Find every line below with the word "unwrap". Then give only how many there are.

/---

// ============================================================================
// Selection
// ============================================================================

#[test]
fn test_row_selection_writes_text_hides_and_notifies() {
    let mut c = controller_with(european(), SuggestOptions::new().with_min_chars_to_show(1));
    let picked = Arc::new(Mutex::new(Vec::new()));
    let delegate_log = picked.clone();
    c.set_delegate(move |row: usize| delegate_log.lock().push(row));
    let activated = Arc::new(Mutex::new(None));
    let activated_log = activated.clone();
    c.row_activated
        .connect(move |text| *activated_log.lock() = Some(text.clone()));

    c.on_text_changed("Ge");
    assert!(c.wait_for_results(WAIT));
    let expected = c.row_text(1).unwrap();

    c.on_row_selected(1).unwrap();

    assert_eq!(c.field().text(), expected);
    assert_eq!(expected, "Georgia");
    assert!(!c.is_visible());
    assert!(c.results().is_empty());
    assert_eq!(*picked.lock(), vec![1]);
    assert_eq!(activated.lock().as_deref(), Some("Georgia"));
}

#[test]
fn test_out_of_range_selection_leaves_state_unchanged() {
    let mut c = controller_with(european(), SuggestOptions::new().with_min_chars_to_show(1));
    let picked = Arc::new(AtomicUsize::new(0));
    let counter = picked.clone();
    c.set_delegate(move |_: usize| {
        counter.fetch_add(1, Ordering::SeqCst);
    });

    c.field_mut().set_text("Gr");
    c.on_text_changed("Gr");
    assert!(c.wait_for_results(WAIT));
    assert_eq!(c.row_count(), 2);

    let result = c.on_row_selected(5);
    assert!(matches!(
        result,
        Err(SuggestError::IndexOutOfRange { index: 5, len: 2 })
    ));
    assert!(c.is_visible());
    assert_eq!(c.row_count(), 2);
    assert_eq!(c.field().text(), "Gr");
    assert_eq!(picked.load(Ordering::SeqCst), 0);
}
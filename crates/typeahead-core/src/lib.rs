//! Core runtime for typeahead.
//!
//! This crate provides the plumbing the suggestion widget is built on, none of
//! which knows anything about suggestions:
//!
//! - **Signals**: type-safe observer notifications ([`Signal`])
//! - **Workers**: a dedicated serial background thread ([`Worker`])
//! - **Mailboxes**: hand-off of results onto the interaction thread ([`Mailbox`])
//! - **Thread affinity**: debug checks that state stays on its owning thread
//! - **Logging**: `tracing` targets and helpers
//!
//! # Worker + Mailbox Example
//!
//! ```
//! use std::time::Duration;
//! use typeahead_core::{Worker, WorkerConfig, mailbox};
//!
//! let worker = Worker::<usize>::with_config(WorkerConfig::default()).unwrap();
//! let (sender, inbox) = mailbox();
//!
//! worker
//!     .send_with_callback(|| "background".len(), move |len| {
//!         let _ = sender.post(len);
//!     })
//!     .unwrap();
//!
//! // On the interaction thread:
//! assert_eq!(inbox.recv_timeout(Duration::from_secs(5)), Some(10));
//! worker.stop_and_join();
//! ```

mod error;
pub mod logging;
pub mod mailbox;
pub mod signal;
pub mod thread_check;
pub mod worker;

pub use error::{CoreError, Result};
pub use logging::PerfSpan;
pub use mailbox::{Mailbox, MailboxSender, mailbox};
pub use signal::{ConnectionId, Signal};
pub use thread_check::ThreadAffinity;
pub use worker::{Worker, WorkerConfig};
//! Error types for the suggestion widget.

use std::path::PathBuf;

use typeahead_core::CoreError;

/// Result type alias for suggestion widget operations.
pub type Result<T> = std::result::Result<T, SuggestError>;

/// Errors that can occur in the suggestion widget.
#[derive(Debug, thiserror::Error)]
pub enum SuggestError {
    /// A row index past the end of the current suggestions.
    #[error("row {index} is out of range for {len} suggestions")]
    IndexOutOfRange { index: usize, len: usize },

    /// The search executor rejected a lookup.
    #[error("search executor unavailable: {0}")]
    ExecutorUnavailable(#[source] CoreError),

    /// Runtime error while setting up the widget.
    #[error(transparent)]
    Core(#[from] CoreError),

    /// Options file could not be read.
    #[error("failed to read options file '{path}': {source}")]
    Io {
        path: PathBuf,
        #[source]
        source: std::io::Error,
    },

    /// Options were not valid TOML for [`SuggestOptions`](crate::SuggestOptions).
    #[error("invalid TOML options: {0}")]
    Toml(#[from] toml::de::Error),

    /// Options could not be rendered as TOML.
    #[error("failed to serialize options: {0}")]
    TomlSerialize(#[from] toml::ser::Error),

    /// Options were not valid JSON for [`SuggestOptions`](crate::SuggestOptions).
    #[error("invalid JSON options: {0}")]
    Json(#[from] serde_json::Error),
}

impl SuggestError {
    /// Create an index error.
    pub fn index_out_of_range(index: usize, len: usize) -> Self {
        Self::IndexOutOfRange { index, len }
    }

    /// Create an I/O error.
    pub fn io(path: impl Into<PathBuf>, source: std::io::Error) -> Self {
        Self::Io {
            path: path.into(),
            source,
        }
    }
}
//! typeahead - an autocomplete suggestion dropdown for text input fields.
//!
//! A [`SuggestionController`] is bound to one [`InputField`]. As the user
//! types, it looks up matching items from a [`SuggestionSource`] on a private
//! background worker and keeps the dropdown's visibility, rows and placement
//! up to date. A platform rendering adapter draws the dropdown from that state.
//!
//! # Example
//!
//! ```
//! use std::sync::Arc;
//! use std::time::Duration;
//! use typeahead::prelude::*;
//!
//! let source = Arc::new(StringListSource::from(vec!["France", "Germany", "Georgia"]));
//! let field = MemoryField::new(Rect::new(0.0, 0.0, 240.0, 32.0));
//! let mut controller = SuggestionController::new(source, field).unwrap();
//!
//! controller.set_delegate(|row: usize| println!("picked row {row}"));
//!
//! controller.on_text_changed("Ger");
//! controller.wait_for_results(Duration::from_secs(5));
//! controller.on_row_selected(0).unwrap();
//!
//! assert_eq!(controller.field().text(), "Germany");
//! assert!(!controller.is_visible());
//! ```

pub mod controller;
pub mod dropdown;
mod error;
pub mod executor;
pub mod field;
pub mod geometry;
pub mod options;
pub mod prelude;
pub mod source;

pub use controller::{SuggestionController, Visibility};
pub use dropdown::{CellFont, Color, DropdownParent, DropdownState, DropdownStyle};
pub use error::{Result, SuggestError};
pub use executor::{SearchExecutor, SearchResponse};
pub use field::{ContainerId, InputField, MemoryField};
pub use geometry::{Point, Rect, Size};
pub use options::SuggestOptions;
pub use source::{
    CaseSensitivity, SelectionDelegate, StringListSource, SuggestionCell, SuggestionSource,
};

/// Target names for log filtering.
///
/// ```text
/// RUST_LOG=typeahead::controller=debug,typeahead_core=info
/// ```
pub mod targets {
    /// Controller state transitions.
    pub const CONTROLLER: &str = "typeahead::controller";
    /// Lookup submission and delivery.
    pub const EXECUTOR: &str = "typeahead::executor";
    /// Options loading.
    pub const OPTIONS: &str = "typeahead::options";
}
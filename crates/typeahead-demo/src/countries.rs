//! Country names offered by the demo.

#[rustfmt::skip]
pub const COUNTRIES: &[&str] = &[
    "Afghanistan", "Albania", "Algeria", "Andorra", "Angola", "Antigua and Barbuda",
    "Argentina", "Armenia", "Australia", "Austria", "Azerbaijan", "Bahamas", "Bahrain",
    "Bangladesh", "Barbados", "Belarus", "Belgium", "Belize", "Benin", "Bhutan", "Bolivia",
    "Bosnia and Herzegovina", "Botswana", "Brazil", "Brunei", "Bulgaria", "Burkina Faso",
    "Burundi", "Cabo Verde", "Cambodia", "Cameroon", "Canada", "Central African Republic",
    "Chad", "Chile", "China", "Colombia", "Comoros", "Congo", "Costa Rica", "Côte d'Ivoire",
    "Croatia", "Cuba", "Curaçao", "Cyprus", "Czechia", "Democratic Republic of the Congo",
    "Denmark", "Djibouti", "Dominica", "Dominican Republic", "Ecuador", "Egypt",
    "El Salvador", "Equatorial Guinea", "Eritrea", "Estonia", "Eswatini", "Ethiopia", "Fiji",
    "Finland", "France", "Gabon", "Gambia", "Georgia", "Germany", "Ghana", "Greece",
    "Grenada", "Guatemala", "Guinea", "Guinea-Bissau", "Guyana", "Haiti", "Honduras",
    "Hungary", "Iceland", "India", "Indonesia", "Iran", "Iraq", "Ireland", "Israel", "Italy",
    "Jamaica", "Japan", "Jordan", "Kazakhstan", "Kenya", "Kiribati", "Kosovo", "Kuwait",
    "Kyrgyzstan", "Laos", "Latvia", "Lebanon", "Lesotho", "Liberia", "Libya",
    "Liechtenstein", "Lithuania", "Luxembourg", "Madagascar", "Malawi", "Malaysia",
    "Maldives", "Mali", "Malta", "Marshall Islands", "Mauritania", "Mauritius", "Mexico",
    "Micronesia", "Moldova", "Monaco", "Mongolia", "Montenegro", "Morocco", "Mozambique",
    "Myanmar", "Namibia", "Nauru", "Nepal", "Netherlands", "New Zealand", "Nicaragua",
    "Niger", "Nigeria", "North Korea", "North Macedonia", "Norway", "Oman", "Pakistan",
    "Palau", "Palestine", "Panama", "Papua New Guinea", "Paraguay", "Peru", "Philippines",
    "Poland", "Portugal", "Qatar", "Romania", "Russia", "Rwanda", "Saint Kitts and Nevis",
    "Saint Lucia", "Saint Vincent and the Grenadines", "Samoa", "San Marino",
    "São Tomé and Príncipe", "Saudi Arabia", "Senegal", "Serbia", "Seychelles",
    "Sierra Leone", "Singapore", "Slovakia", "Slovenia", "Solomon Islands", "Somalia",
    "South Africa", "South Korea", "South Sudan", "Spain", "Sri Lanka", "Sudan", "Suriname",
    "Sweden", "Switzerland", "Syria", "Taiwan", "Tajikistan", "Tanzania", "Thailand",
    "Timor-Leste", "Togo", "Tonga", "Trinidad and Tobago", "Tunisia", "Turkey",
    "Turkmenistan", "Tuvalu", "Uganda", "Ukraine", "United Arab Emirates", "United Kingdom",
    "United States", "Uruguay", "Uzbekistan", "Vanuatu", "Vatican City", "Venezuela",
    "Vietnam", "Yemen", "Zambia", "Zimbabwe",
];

\---

> RESPONSE
6